In total, 14 complete genomes of N. galegae strains (8 bv. officinalis and 6 bv. orientalis) were studied. In Figure 1A, we present data from the phylogenetic analysis of the average nucleotide identity (ANI) for chromosomal and sym genes of this genome set. It should be noted that complete phylogenetic congruence between sym and core gene phylogenies reflects parallel processes of microevolution and speciation, probably occurring with lack of horizontal gene transfer. Figure 1B demonstrates different levels of nucleotide polymorphism in individual core genes of bv. officinalis and bv. orientalis. From this picture it is clear that nucleotide polymorphism is sufficiently higher in bv. orientalis (see below for details). Figure 1C shows a scheme of dividing the total core gene pool into four clusters, depending on the similarity/difference in the levels of nucleotide polymorphism of genes in the two N. galegae biovars. This scheme was used further for analysis of nucleotide polymorphism and dN/dS in the Gene Ontology group clustering.

2.1. Gene Polymorphism and Natural Selection

We demonstrated that nucleotide polymorphism in polytypic species N. galegae depends on driving/purifying (dN/dS-measured) natural selection, which operates in a biovar-specific manner in core and sym genes (Table 1).

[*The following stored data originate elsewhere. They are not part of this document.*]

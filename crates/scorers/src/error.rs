//! Error types shared by every scorer.
//!
//! The first two variants are soft failures: callers are expected to fall
//! back to popularity ranking rather than surface them to end users.
//! `InvalidMood` and `InvalidGroupSize` are user-facing validation errors.

use catalog::MovieId;
use thiserror::Error;

/// Errors produced while building or querying a scorer
#[derive(Error, Debug)]
pub enum ScoreError {
    /// Not enough ratings/movies to build or query an index.
    /// Callers fall back to popularity ranking.
    #[error("insufficient data to build index: needed {needed}, found {found}")]
    InsufficientData { needed: usize, found: usize },

    /// Requested movie is absent from a built index.
    /// Callers fall back to popularity ranking.
    #[error("movie {movie_id} is not present in the built index")]
    NotIndexed { movie_id: MovieId },

    /// Unknown mood label (the mood vocabulary is closed)
    #[error("unknown mood: {0:?}")]
    InvalidMood(String),

    /// Group recommendations need at least 2 distinct users
    #[error("group recommendations require at least 2 distinct users, got {0}")]
    InvalidGroupSize(usize),

    /// A rebuild could not complete; the previous model stays in service
    #[error("training failed: {0}")]
    Training(String),
}

/// Convenience type alias for Results in this crate
pub type Result<T> = std::result::Result<T, ScoreError>;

The maximal impacts of driving selection (dN/dS > 1) were revealed in the high-polymorphic core genes of bv. orientalis, while the minimal impacts were revealed in the low-polymorphic sym genes of bv. officinalis.
Analysis of correlations between nucleotide polymorphism (p-distance) and driving/purifying selection (dN/dS) impacts suggested (Table 2) that this selection implements different roles in the evolution of core and sym genes, which depends on the N. galegae biovar. For core genes, driving selection may result in a marked increase in polymorphism of bv. orientalis (indicated by a highly significant positive correlation between p-distance and dN/dS), but this increase was much less evident in bv. officinalis (indicated by a significantly lower although positive correlation between p-distance and dN/dS). Figure S1 in the Supplementary Materials demonstrates the corresponding differences in regression between dN/dS and p-distance values in the bv. orientalis and bv. officinalis core gene pools.
For sym genes, natural selection does not influence polymorphism in bv. orientalis (no correlation between p-distance and dN/dS values) but results in a decreased polymorphism in bv. officinalis (negative correlation between these values) (Table 2).
Importantly, the frequency of polymorphic sym genes in the total gene pools is higher in bv. orientalis than in bv. officinalis: 38.5 ± 7.8% and 7.7 ± 4.3%, respectively (tSt = 3.46; P0 < 0.01). For core genes, these frequencies do not differ: 74.6 ± 0.70% and 75.9 ± 0.82%, respectively.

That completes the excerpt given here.